A cashier collects Thai baht banknotes from a customer at a PTT gas station in Bangkok. The energy firm needs permission for state-related projects but the caretaker government that had been in office since December lacked the power to take policy decisions or make budget approval.
A coup may be just what Thailand’s top energy firm PTT needed. Now the army has seized control, project approvals that had hit a roadblock during a protracted political crisis are likely to speed up, a senior company official said yesterday.
PTT, 51% owned by Thailand’s finance ministry, needs permission for state-related projects but the caretaker government that had been in office since December lacked the power to take policy decisions or make budget approvals.

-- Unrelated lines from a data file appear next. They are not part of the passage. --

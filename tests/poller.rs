use std::sync::atomic::{AtomicUsize, Ordering};
use std::sync::Arc;
use std::time::Duration;

use async_trait::async_trait;
use roundtable::model::{CurrentSpeaker, DiscussionState};
use roundtable::{ClientError, StatusPatch, StatusPoller, StatusSource, StoreHandle};
use tokio::time::sleep;

/// Fails the first `failures` calls, and sleeps `stall` on the first one.
struct Flaky {
    calls: AtomicUsize,
    failures: usize,
    stall: Duration,
}

impl Flaky {
    fn new(failures: usize, stall: Duration) -> Arc<Self> {
        Arc::new(Self {
            calls: AtomicUsize::new(0),
            failures,
            stall,
        })
    }

    fn calls(&self) -> usize {
        self.calls.load(Ordering::SeqCst)
    }
}

#[async_trait]
impl StatusSource for Flaky {
    async fn fetch_status(&self) -> Result<StatusPatch, ClientError> {
        let n = self.calls.fetch_add(1, Ordering::SeqCst);
        if n == 0 && !self.stall.is_zero() {
            sleep(self.stall).await;
        }
        if n < self.failures {
            return Err(ClientError::Transport("connection refused".into()));
        }
        Ok(StatusPatch::new()
            .state(DiscussionState::AutoDiscussing)
            .speaker(CurrentSpeaker::typing("김창의")))
    }
}

#[tokio::test(start_paused = true)]
async fn keeps_polling_through_failures() {
    let source = Flaky::new(2, Duration::ZERO);
    let store = StoreHandle::default();
    let _poller = StatusPoller::start(source.clone(), store.clone(), Duration::from_secs(3));

    sleep(Duration::from_millis(10)).await;
    assert_eq!(source.calls(), 1);
    assert_eq!(store.status().discussion_state, DiscussionState::Ready);

    sleep(Duration::from_secs(6)).await;
    assert_eq!(source.calls(), 3);
    let status = store.status();
    assert_eq!(status.discussion_state, DiscussionState::AutoDiscussing);
    assert!(status.current_speaker.is_typing);
}

#[tokio::test(start_paused = true)]
async fn slow_fetch_does_not_hold_back_the_next_tick() {
    let source = Flaky::new(0, Duration::from_secs(10));
    let store = StoreHandle::default();
    let _poller = StatusPoller::start(source.clone(), store.clone(), Duration::from_secs(3));

    sleep(Duration::from_millis(3_010)).await;
    assert_eq!(source.calls(), 2);
    // the second fetch answered while the first is still stalled
    assert_eq!(store.status().discussion_state, DiscussionState::AutoDiscussing);
}

#[tokio::test(start_paused = true)]
async fn polled_status_keeps_fields_the_backend_omits() {
    let source = Flaky::new(0, Duration::ZERO);
    let store = StoreHandle::default();
    store.merge_status(&StatusPatch::new().auto_discussion(true).intervention_pending(true));

    let _poller = StatusPoller::start(source, store.clone(), Duration::from_secs(3));
    sleep(Duration::from_millis(10)).await;

    let status = store.status();
    assert!(status.auto_discussion_enabled);
    assert!(status.user_intervention_pending);
    assert_eq!(status.discussion_state, DiscussionState::AutoDiscussing);
}

#[tokio::test(start_paused = true)]
async fn dropping_the_handle_stops_polling() {
    let source = Flaky::new(0, Duration::ZERO);
    let store = StoreHandle::default();
    let poller = StatusPoller::start(source.clone(), store, Duration::from_secs(3));

    sleep(Duration::from_millis(10)).await;
    assert!(poller.is_running());
    drop(poller);

    sleep(Duration::from_secs(30)).await;
    assert_eq!(source.calls(), 1);
}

“We have to get some clarity on the formation of a new government. But I believe the new government should help solve problems and unlock all outstanding projects so they can move ahead,” Saran Rungkasiri, chief operating officer for PTT’s downstream business, told Reuters yesterday.
PTT and affiliates like PTTEP, Thai Oil and PTT Global Chemical have been looking to expand locally and as far afield as in the US. But projects such as PTT Global’s plan to enlarge a petrochemical factory have been on hold, awaiting government clearance.
The army seized power in a coup on Thursday, amid a protracted struggle between supporters of ousted former premier Thaksin Shinawatra and opponents backed by the royalist establishment that has polarised the country and battered its economy.
“(The) coup brings Thailand’s seven-month political stalemate closer to resolution,” ANZ analysts said in a note late on Thursday. “It could well prove to be the circuit breaker that allows a return to political normalisation and ultimately allows fiscal policy to become operational again.”
Southeast Asia’s second largest economy risks slipping into recession this year and its annual oil demand could fall for the first time since the 2008 financial crisis.
PTT, Thailand’s biggest firm, said last month it planned to cut its investment budget, for a second straight year, by as much as 30% to 60bn baht ($1.85bn) in 2014 due to the political crisis.
The company posted a more than 20% drop in first-quarter net profit from a year ago, while its liquefied petroleum gas (LPG) and natural gas for vehicles (NGV) businesses are this year set to book close to 30bn baht in losses related to government fuel subsidies. But some observers questioned how effective the military would be at getting government moving again.
“Whenever there have been coups before in Thailand, the post-coup administrations have always ruled very poorly,” said Stephen Morris, a political risk analyst at Control Risks in Singapore. “Specific to the energy sector, it’s not guaranteed that there’s going to be a return to the smooth processing of investments.”